Data excerpts:
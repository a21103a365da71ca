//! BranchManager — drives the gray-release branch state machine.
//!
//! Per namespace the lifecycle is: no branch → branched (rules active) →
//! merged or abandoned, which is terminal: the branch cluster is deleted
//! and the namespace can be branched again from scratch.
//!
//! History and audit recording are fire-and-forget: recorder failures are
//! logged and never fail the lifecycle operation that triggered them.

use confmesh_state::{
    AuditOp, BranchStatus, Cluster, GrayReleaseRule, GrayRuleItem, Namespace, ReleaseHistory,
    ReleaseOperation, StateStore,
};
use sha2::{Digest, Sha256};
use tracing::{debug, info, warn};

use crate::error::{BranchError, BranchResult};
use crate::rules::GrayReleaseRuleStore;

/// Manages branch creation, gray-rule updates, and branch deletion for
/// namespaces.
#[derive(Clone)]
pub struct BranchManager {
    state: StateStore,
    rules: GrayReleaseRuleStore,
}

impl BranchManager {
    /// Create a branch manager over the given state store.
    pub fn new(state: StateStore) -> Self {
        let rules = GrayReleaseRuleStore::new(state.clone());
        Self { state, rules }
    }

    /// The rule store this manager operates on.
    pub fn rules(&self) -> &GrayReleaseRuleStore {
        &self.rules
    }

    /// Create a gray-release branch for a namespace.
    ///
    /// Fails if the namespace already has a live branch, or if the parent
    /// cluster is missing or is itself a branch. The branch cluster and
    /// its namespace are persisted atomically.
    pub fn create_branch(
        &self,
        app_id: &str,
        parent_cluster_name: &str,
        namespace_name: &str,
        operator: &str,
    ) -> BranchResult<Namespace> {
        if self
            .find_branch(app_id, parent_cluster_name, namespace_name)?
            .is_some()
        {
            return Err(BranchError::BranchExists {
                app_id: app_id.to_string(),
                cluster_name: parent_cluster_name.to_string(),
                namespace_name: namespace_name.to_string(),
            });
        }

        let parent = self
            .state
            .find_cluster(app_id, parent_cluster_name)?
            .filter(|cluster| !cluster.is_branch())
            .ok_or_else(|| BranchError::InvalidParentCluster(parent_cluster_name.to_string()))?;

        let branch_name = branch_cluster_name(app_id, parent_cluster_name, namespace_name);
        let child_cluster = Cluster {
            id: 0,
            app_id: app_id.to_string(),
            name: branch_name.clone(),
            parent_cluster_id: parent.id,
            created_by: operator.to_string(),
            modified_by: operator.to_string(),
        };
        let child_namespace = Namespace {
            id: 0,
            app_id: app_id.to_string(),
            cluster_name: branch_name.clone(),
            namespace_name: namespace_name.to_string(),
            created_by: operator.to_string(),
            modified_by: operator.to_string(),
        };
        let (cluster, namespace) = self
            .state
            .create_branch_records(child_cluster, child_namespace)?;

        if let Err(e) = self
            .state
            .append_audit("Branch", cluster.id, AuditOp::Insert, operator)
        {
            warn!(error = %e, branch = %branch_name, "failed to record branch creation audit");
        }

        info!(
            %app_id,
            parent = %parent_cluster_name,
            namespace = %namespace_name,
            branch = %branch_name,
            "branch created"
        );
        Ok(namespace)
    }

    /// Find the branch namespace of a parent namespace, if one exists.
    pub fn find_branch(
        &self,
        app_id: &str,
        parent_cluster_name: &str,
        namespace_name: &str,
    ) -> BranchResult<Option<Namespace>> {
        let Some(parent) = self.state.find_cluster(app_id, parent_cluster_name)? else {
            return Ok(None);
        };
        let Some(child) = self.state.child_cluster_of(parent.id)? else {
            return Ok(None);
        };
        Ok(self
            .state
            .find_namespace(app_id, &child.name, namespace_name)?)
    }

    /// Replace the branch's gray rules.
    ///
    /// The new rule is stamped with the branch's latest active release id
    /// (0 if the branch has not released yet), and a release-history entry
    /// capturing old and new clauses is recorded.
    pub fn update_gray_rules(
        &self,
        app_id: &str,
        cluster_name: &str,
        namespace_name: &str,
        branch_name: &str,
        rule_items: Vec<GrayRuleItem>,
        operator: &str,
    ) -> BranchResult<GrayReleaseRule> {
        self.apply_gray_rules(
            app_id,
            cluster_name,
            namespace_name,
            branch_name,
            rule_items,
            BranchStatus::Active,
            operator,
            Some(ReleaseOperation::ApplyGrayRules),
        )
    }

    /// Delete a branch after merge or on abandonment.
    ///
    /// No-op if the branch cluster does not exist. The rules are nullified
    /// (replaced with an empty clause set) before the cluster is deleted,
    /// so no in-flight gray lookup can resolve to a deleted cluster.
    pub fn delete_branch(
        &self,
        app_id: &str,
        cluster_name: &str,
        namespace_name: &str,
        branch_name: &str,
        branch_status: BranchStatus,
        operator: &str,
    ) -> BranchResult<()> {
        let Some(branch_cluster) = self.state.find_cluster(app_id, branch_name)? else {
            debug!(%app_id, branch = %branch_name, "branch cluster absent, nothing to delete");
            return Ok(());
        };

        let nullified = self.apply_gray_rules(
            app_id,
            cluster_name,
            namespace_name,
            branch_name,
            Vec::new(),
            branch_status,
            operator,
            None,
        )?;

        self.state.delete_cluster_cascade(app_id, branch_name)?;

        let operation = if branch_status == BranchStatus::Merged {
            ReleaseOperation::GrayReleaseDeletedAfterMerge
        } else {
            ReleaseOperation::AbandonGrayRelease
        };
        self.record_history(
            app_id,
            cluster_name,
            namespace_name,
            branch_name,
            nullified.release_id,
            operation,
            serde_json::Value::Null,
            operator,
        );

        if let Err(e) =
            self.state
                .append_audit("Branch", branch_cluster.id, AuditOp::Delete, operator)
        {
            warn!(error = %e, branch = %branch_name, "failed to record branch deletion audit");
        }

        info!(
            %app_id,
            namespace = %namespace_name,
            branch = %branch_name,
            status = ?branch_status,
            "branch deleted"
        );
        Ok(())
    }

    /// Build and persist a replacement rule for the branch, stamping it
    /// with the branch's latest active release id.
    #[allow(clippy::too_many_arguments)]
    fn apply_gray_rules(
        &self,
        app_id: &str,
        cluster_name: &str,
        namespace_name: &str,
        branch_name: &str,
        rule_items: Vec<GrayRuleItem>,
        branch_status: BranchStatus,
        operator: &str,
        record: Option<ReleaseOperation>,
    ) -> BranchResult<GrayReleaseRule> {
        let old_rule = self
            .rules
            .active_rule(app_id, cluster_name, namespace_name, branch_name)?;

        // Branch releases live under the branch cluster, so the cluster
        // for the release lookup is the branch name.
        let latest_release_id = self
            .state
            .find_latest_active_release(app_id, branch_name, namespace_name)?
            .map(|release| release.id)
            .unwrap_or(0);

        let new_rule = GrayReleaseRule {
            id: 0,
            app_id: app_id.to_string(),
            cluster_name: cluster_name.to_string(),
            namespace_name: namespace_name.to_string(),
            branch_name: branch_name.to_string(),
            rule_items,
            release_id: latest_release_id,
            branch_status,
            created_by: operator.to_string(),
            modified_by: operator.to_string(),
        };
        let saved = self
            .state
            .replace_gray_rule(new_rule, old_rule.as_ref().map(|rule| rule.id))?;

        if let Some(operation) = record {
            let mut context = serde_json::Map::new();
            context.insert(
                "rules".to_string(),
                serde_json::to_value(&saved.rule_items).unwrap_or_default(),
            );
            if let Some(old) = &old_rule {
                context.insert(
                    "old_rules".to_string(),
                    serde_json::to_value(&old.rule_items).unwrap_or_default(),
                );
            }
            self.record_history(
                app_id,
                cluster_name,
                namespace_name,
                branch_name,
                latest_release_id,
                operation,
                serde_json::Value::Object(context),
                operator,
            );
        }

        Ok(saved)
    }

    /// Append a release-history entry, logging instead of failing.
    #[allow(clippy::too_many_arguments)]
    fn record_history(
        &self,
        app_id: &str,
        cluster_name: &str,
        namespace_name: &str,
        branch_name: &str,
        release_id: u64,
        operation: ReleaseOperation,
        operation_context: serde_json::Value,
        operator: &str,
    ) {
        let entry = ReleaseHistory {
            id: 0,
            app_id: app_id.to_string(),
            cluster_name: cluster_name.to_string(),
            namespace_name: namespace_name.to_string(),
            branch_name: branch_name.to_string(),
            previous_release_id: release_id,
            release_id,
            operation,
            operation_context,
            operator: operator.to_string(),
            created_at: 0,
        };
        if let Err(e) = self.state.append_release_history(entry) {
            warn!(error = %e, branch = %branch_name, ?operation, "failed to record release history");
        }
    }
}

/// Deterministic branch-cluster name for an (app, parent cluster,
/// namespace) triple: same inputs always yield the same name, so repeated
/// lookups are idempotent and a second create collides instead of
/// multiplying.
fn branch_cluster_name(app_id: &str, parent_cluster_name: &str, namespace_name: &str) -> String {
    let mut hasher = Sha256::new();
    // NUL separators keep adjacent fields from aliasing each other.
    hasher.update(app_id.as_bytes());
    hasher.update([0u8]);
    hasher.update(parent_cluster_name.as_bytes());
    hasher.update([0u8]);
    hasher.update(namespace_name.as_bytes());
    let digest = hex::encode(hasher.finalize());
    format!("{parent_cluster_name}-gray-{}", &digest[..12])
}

Task directions:
All lines from the top of the data through the line containing "branch cluster is deleted" need to be retyped exactly, and nothing more.

Your solution:
repository a21103a365da71ca
//! BranchManager — drives the gray-release branch state machine.
//!
//! Per namespace the lifecycle is: no branch → branched (rules active) →
//! merged or abandoned, which is terminal: the branch cluster is deleted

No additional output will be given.